Who knew that imperiling a Wyoming community college’s federal funding was a graver risk to the republic than, say, releasing classified information at the highest level of government? In the famous case of New York Times Co. v. United States, 401 U.S. 713 (1971), the Supreme Court ruled that The New York Times and The Washington Post could not be prevented from publishing a classified government report on the Vietnam War that came to be known as the Pentagon Papers. This was despite the fact that the report was in fact classified and that its release arguably had implications for America’s national security.
It is bewildering that, given this precedent, Judge Arnold would find the prospect of a community college losing federal funding to be a sufficient harm to justify ignoring the First Amendment’s guarantee of freedom of the press. Not only that, but Arnold’s decision seems to be based on factual assumptions that are completely wrong. Frank LoMonte, Executive Director of the Student Press Law Center, explained these mistakes on the SPLC’s blog:
The college’s argument — that the U.S. Department of Education would punish the college for not stopping the document from falling into the newspaper’s hands – is frivolous on multiple grounds. FERPA penalizes only the disclosure of confidential information by the school — not by an unrelated third party such as a newspaper. (The law is quite clear that journalists may freely publish documents leaked by confidential sources, even if the leaker may himself be in trouble for violating his employer’s rules, or even breaking the law.)

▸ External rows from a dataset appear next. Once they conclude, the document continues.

//! In-memory repository implementation.
//!
//! Backs tests and local development. Holds all entities behind a single
//! `parking_lot::RwLock` and answers every read trait by filtering clones of
//! the seeded data, mirroring the SQL semantics of the Postgres backend
//! (case-insensitive matching, nulls-last ETA ordering, stable tie-breaks).

use std::cmp::Ordering;
use std::collections::BTreeMap;

use async_trait::async_trait;
use chrono::{DateTime, Utc};
use parking_lot::RwLock;

use crate::api::ShipmentId;
use crate::db::models::{DailyVolumeRow, StatusCountRow, StockStatusCounts};
use crate::db::repository::{
    ErrorContext, InventoryRepository, OrderFilter, OrderRepository, OrderSortField, RecordStore,
    RepositoryError, RepositoryResult, ShipmentFilter, ShipmentRepository, ShipmentSort,
    SortDirection,
};
use crate::models::{
    Order, Product, Shipment, ShipmentEvent, ShipmentStatus, StockItem, StockRecord, Warehouse,
};

#[derive(Default)]
struct LocalState {
    shipments: Vec<Shipment>,
    events: Vec<ShipmentEvent>,
    orders: Vec<Order>,
    warehouses: Vec<Warehouse>,
    products: Vec<Product>,
    stock_items: Vec<StockItem>,
}

/// In-memory record store.
///
/// Seeding goes through the inherent `insert_*` methods; the read traits
/// never mutate. Entities are stored as given, IDs included.
pub struct LocalRepository {
    state: RwLock<LocalState>,
}

impl LocalRepository {
    /// Create an empty repository.
    pub fn new() -> Self {
        Self {
            state: RwLock::new(LocalState::default()),
        }
    }

    pub fn insert_shipment(&self, shipment: Shipment) {
        self.state.write().shipments.push(shipment);
    }

    pub fn insert_event(&self, event: ShipmentEvent) {
        self.state.write().events.push(event);
    }

    pub fn insert_order(&self, order: Order) {
        self.state.write().orders.push(order);
    }

    pub fn insert_warehouse(&self, warehouse: Warehouse) {
        self.state.write().warehouses.push(warehouse);
    }

    pub fn insert_product(&self, product: Product) {
        self.state.write().products.push(product);
    }

    pub fn insert_stock_item(&self, item: StockItem) {
        self.state.write().stock_items.push(item);
    }

    fn stock_records(state: &LocalState) -> Vec<StockRecord> {
        state
            .stock_items
            .iter()
            .filter_map(|item| {
                let product = state.products.iter().find(|p| p.id == item.product_id)?;
                let warehouse = state
                    .warehouses
                    .iter()
                    .find(|w| w.id == item.warehouse_id)?;
                Some(StockRecord {
                    id: item.id,
                    product_name: product.name.clone(),
                    sku: product.sku.clone(),
                    reorder_point: product.reorder_point,
                    warehouse_name: warehouse.name.clone(),
                    quantity: item.quantity,
                })
            })
            .collect()
    }
}

impl Default for LocalRepository {
    fn default() -> Self {
        Self::new()
    }
}

/// Case-insensitive substring match. `needle` must already be lowercased.
fn contains_ci(haystack: &str, needle_lower: &str) -> bool {
    haystack.to_lowercase().contains(needle_lower)
}

fn shipment_text_match(shipment: &Shipment, needle_lower: &str) -> bool {
    contains_ci(&shipment.tracking_id, needle_lower)
        || contains_ci(&shipment.origin, needle_lower)
        || contains_ci(&shipment.destination, needle_lower)
        || contains_ci(&shipment.carrier, needle_lower)
        || contains_ci(&shipment.contents, needle_lower)
}

fn shipment_matches(shipment: &Shipment, filter: &ShipmentFilter) -> bool {
    if let Some(statuses) = &filter.statuses {
        if !statuses.contains(&shipment.status) {
            return false;
        }
    }
    if let Some(excluded) = filter.exclude_status {
        if shipment.status == excluded {
            return false;
        }
    }
    if let Some(priority) = filter.priority {
        if shipment.priority != priority {
            return false;
        }
    }
    if let Some(text) = &filter.text {
        if !shipment_text_match(shipment, &text.to_lowercase()) {
            return false;
        }
    }
    if let Some(from) = filter.updated_from {
        if shipment.last_updated < from {
            return false;
        }
    }
    if let Some(before) = filter.updated_before {
        if shipment.last_updated >= before {
            return false;
        }
    }
    true
}

/// ETA comparison with missing ETAs sorted last in either direction.
fn cmp_eta_nulls_last(
    a: Option<DateTime<Utc>>,
    b: Option<DateTime<Utc>>,
    descending: bool,
) -> Ordering {
    match (a, b) {
        (Some(x), Some(y)) => {
            if descending {
                y.cmp(&x)
            } else {
                x.cmp(&y)
            }
        }
        (Some(_), None) => Ordering::Less,
        (None, Some(_)) => Ordering::Greater,
        (None, None) => Ordering::Equal,
    }
}

fn sort_shipments(rows: &mut [Shipment], sort: ShipmentSort) {
    match sort {
        ShipmentSort::EtaAsc => rows.sort_by(|a, b| {
            cmp_eta_nulls_last(a.eta, b.eta, false)
                .then_with(|| a.tracking_id.cmp(&b.tracking_id))
        }),
        ShipmentSort::EtaDesc => rows.sort_by(|a, b| {
            cmp_eta_nulls_last(a.eta, b.eta, true)
                .then_with(|| a.tracking_id.cmp(&b.tracking_id))
        }),
        ShipmentSort::RecentlyUpdated => rows.sort_by(|a, b| {
            b.last_updated
                .cmp(&a.last_updated)
                .then_with(|| a.tracking_id.cmp(&b.tracking_id))
        }),
        ShipmentSort::PriorityRank => rows.sort_by(|a, b| {
            a.priority
                .rank()
                .cmp(&b.priority.rank())
                .then_with(|| cmp_eta_nulls_last(a.eta, b.eta, false))
                .then_with(|| a.tracking_id.cmp(&b.tracking_id))
        }),
    }
}

fn order_matches(order: &Order, filter: &OrderFilter) -> bool {
    if let Some(status) = filter.status {
        if order.status != status {
            return false;
        }
    }
    if let Some(text) = &filter.text {
        let needle = text.to_lowercase();
        let id_digits = order.id.value().to_string();
        if !contains_ci(&order.customer_name, &needle) && !id_digits.contains(needle.as_str()) {
            return false;
        }
    }
    if let Some(from) = filter.date_from {
        if order.order_date < from {
            return false;
        }
    }
    if let Some(before) = filter.date_before {
        if order.order_date >= before {
            return false;
        }
    }
    true
}

fn sort_orders(rows: &mut [Order], sort: OrderSortField, direction: SortDirection) {
    rows.sort_by(|a, b| {
        let key = match sort {
            OrderSortField::Id => a.id.value().cmp(&b.id.value()),
            OrderSortField::CustomerName => a.customer_name.cmp(&b.customer_name),
            OrderSortField::OrderDate => a.order_date.cmp(&b.order_date),
            OrderSortField::TotalAmount => a
                .total_amount
                .partial_cmp(&b.total_amount)
                .unwrap_or(Ordering::Equal),
            OrderSortField::Status => a.status.as_str().cmp(b.status.as_str()),
        };
        let key = key.then_with(|| a.id.value().cmp(&b.id.value()));
        match direction {
            SortDirection::Asc => key,
            SortDirection::Desc => key.reverse(),
        }
    });
}

#[async_trait]
impl ShipmentRepository for LocalRepository {
    async fn count_shipments(&self, filter: &ShipmentFilter) -> RepositoryResult<i64> {
        let state = self.state.read();
        let count = state
            .shipments
            .iter()
            .filter(|s| shipment_matches(s, filter))
            .count();
        Ok(count as i64)
    }

    async fn list_shipments(
        &self,
        filter: &ShipmentFilter,
        sort: ShipmentSort,
        limit: Option<usize>,
    ) -> RepositoryResult<Vec<Shipment>> {
        let state = self.state.read();
        let mut rows: Vec<Shipment> = state
            .shipments
            .iter()
            .filter(|s| shipment_matches(s, filter))
            .cloned()
            .collect();
        sort_shipments(&mut rows, sort);
        if let Some(limit) = limit {
            rows.truncate(limit);
        }
        Ok(rows)
    }

    async fn get_shipment(&self, id: ShipmentId) -> RepositoryResult<Shipment> {
        let state = self.state.read();
        state
            .shipments
            .iter()
            .find(|s| s.id == id)
            .cloned()
            .ok_or_else(|| {
                RepositoryError::not_found_with_context(
                    "Shipment not found",
                    ErrorContext::new("get_shipment")
                        .with_entity("shipment")
                        .with_entity_id(id),
                )
            })
    }

    async fn events_for_shipment(
        &self,
        id: ShipmentId,
    ) -> RepositoryResult<Vec<ShipmentEvent>> {
        let state = self.state.read();
        let mut events: Vec<ShipmentEvent> = state
            .events
            .iter()
            .filter(|e| e.shipment_id == id)
            .cloned()
            .collect();
        events.sort_by(|a, b| {
            b.timestamp
                .cmp(&a.timestamp)
                .then_with(|| a.id.value().cmp(&b.id.value()))
        });
        Ok(events)
    }

    async fn shipment_volume_by_day(
        &self,
        from: DateTime<Utc>,
    ) -> RepositoryResult<Vec<DailyVolumeRow>> {
        let state = self.state.read();
        let mut buckets: BTreeMap<chrono::NaiveDate, i64> = BTreeMap::new();
        for shipment in state.shipments.iter().filter(|s| s.last_updated >= from) {
            *buckets.entry(shipment.last_updated.date_naive()).or_insert(0) += 1;
        }
        Ok(buckets
            .into_iter()
            .map(|(day, count)| DailyVolumeRow::new(day, count))
            .collect())
    }

    async fn status_breakdown(&self) -> RepositoryResult<Vec<StatusCountRow>> {
        let state = self.state.read();
        let mut rows: Vec<StatusCountRow> = ShipmentStatus::ALL
            .iter()
            .map(|&status| StatusCountRow {
                status,
                count: state
                    .shipments
                    .iter()
                    .filter(|s| s.status == status)
                    .count() as i64,
            })
            .filter(|row| row.count > 0)
            .collect();
        rows.sort_by(|a, b| {
            b.count
                .cmp(&a.count)
                .then_with(|| a.status.as_str().cmp(b.status.as_str()))
        });
        Ok(rows)
    }

    async fn search_shipments(
        &self,
        query: &str,
        limit: usize,
    ) -> RepositoryResult<Vec<Shipment>> {
        let needle = query.to_lowercase();
        let state = self.state.read();
        let mut rows: Vec<Shipment> = state
            .shipments
            .iter()
            .filter(|s| shipment_text_match(s, &needle))
            .cloned()
            .collect();
        rows.sort_by(|a, b| {
            b.last_updated
                .cmp(&a.last_updated)
                .then_with(|| a.tracking_id.cmp(&b.tracking_id))
        });
        rows.truncate(limit);
        Ok(rows)
    }
}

Moreover, a state court in Florida just recently addressed and rejected a comparable FERPA argument in a dispute over access to Florida State University’s correspondence with the NCAA. In that case, NCAA v. The Associated Press, Florida’s First District Court of Appeal ruled in October 2009 that a public university must disclose records of its internal investigation into alleged preferential treatment of student-athletes. The court rejected the NCAA and Florida State’s claim that such investigative reports qualified under FERPA as "student educational records."

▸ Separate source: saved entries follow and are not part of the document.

//! Repository implementations module.
//!
//! This module contains different implementations of the record store traits:
//! - `postgres`: PostgreSQL implementation with Diesel ORM
//! - `local`: In-memory implementation for unit testing and local development
pub mod local;
#[cfg(feature = "postgres-repo")]
pub mod postgres;

pub use local::LocalRepository;
#[cfg(feature = "postgres-repo")]
pub use postgres::{PoolStats, PostgresConfig, PostgresRepository};
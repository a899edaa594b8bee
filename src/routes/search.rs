use serde::{Deserialize, Serialize};

use crate::models::{Order, Shipment, StockRecord};

// =========================================================
// Global search types + route
// =========================================================

/// Cross-entity search result set.
///
/// Each section is independently capped; `total_results` counts what was
/// returned, not every match in the store.
#[derive(Debug, Clone, Serialize, Deserialize)]
pub struct SearchResults {
    pub query: String,
    pub shipments: Vec<Shipment>,
    pub orders: Vec<Order>,
    pub inventory_items: Vec<StockRecord>,
    pub total_results: usize,
    pub has_query: bool,
}

/// Route path constant for the global search endpoint (under /v1).
pub const SEARCH_ROUTE: &str = "/search";
//! HTTP handlers for the REST API.
//!
//! Each handler corresponds to an API endpoint and delegates to the
//! service layer for aggregation and formatting logic.

use axum::{
    extract::{Path, Query, State},
    Json,
};
use chrono::Utc;

use super::dto::{
    DashboardData, DashboardParams, HealthResponse, InventoryListData, InventoryParams,
    OrderDeskParams, OrderListData, SearchParams, SearchResults, ShipmentBoardParams,
    ShipmentDetailData, ShipmentListData,
};
use super::error::AppError;
use super::state::AppState;
use crate::api::ShipmentId;
use crate::services;

/// Result type for handlers.
pub type HandlerResult<T> = Result<Json<T>, AppError>;

// =============================================================================
// Health Check
// =============================================================================

/// GET /health
///
/// Health check endpoint to verify the service is running and the record
/// store is accessible.
pub async fn health_check(State(state): State<AppState>) -> HandlerResult<HealthResponse> {
    let db_status = match state.repository.health_check().await {
        Ok(true) => "connected".to_string(),
        Ok(false) => "disconnected".to_string(),
        Err(e) => format!("error: {}", e),
    };

    Ok(Json(HealthResponse {
        status: "ok".to_string(),
        version: "v1".to_string(),
        database: db_status,
    }))
}

// =============================================================================
// Dashboard
// =============================================================================

/// GET /v1/dashboard
///
/// Get the full dashboard dataset: KPI cards, volume chart, inventory
/// breakdown, alerts, status overview, and recent orders.
pub async fn get_dashboard(
    State(state): State<AppState>,
    Query(params): Query<DashboardParams>,
) -> HandlerResult<DashboardData> {
    let query = services::DashboardQuery::from_params(
        params.range.as_deref(),
        params.sort.as_deref(),
        params.dir.as_deref(),
    );

    let data = services::get_dashboard_data(state.repository.as_ref(), query, Utc::now()).await?;

    Ok(Json(data))
}

// =============================================================================
// Global Search
// =============================================================================

/// GET /v1/search
///
/// Search shipments, orders, and inventory in one request.
pub async fn search(
    State(state): State<AppState>,
    Query(params): Query<SearchParams>,
) -> HandlerResult<SearchResults> {
    let query = params.q.unwrap_or_default();

    let results = services::global_search(state.repository.as_ref(), &query).await?;

    Ok(Json(results))
}

// =============================================================================
// Shipments
// =============================================================================

/// GET /v1/shipments
///
/// Get the shipment board for one tab with filters, sorting, and the
/// selected shipment resolved.
pub async fn list_shipments(
    State(state): State<AppState>,
    Query(params): Query<ShipmentBoardParams>,
) -> HandlerResult<ShipmentListData> {
    let query = services::ShipmentBoardQuery::from_params(
        params.tab.as_deref(),
        params.status.as_deref(),
        params.priority.as_deref(),
        params.q.as_deref(),
        params.sort.as_deref(),
        params.id,
    );

    let board = services::get_shipment_board(state.repository.as_ref(), query).await?;

    Ok(Json(board))
}

/// GET /v1/shipments/{id}
///
/// Get one shipment with its transit timeline.
pub async fn get_shipment(
    State(state): State<AppState>,
    Path(id): Path<i64>,
) -> HandlerResult<ShipmentDetailData> {
    let detail =
        services::get_shipment_detail(state.repository.as_ref(), ShipmentId::new(id)).await?;

    Ok(Json(detail))
}

// =============================================================================
// Orders
// =============================================================================

/// GET /v1/orders
///
/// Get the order desk listing with the selected order and its synthesized
/// history.
pub async fn list_orders(
    State(state): State<AppState>,
    Query(params): Query<OrderDeskParams>,
) -> HandlerResult<OrderListData> {
    let query = services::OrderDeskQuery::from_params(
        params.q.as_deref(),
        params.status.as_deref(),
        params.id,
    );

    let desk = services::get_order_desk(state.repository.as_ref(), query).await?;

    Ok(Json(desk))
}

// =============================================================================
// Inventory
// =============================================================================

/// GET /v1/inventory
///
/// Get the inventory browser listing with warehouse-wide stat cards.
pub async fn list_inventory(
    State(state): State<AppState>,
    Query(params): Query<InventoryParams>,
) -> HandlerResult<InventoryListData> {
    let data =
        services::get_inventory_browser(state.repository.as_ref(), params.q.as_deref()).await?;

    Ok(Json(data))
}
use serde::{Deserialize, Serialize};

use crate::models::{Shipment, ShipmentEvent};

// =========================================================
// Shipment board types + routes
// =========================================================

/// One entry of a filter or sort dropdown.
#[derive(Debug, Clone, Serialize, Deserialize)]
pub struct ChoiceOption {
    pub value: String,
    pub label: String,
}

impl ChoiceOption {
    pub fn new(value: impl Into<String>, label: impl Into<String>) -> Self {
        Self {
            value: value.into(),
            label: label.into(),
        }
    }
}

/// Preset filter shortcut with its ready-made query string.
#[derive(Debug, Clone, Serialize, Deserialize)]
pub struct QuickFilter {
    pub label: String,
    pub query: String,
}

/// Complete shipment board dataset for one tab.
#[derive(Debug, Clone, Serialize, Deserialize)]
pub struct ShipmentListData {
    pub shipments: Vec<Shipment>,
    pub selected: Option<Shipment>,
    pub current_tab: String,
    pub status_filter: String,
    pub priority_filter: String,
    pub sort_option: String,
    pub search_query: String,
    pub active_count: i64,
    pub completed_count: i64,
    pub status_choices: Vec<ChoiceOption>,
    pub priority_choices: Vec<ChoiceOption>,
    pub sort_choices: Vec<ChoiceOption>,
    pub quick_filters: Vec<QuickFilter>,
}

/// Single shipment with its transit history, newest event first.
#[derive(Debug, Clone, Serialize, Deserialize)]
pub struct ShipmentDetailData {
    pub shipment: Shipment,
    pub events: Vec<ShipmentEvent>,
}

/// Route path constant for the shipment board endpoint (under /v1).
pub const SHIPMENTS_ROUTE: &str = "/shipments";

/// Route path constant for the shipment detail endpoint (under /v1).
pub const SHIPMENT_DETAIL_ROUTE: &str = "/shipments/{id}";

#[cfg(test)]
mod tests {
    use super::*;

    #[test]
    fn test_choice_option_new() {
        let choice = ChoiceOption::new("all", "Status: All");
        assert_eq!(choice.value, "all");
        assert_eq!(choice.label, "Status: All");
    }

    #[test]
    fn test_quick_filter_clone() {
        let filter = QuickFilter {
            label: "Delayed shipments".to_string(),
            query: "tab=active&status=delayed".to_string(),
        };
        let cloned = filter.clone();
        assert_eq!(cloned.query, "tab=active&status=delayed");
    }

    #[test]
    fn test_shipment_list_data_debug() {
        let data = ShipmentListData {
            shipments: vec![],
            selected: None,
            current_tab: "active".to_string(),
            status_filter: "all".to_string(),
            priority_filter: "all".to_string(),
            sort_option: "eta".to_string(),
            search_query: String::new(),
            active_count: 0,
            completed_count: 0,
            status_choices: vec![],
            priority_choices: vec![],
            sort_choices: vec![],
            quick_filters: vec![],
        };
        let debug_str = format!("{:?}", data);
        assert!(debug_str.contains("ShipmentListData"));
    }

    #[test]
    fn test_const_values() {
        assert_eq!(SHIPMENTS_ROUTE, "/shipments");
        assert_eq!(SHIPMENT_DETAIL_ROUTE, "/shipments/{id}");
    }
}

"By the language of this statute, a record qualifies as an education record only if it ‘directly’ relates to a student. … [T]hese records pertain to allegations of misconduct by the University Athletic Department, and only tangentially relate to the students who benefitted from that misconduct," the court held. The Florida ruling is consistent with the limited, common-sense way in which courts have always interpreted FERPA; none has ever taken the ultra-literal interpretation that Laramie County Community College is attempting to peddle.
If it has even halfway competent lawyers, Laramie County Community College must know that whether or not a newspaper publishes an educational record has nothing to do with whether or not FERPA has been violated. I can think of no other reason than Laramie County Community College President Darrel Hammon’s embarrassment about what must be in this report as an explanation for why the college would ask the court to censor not one but two local newspapers, in flagrant disregard of the First Amendment. Judge Arnold’s order should be overturned immediately.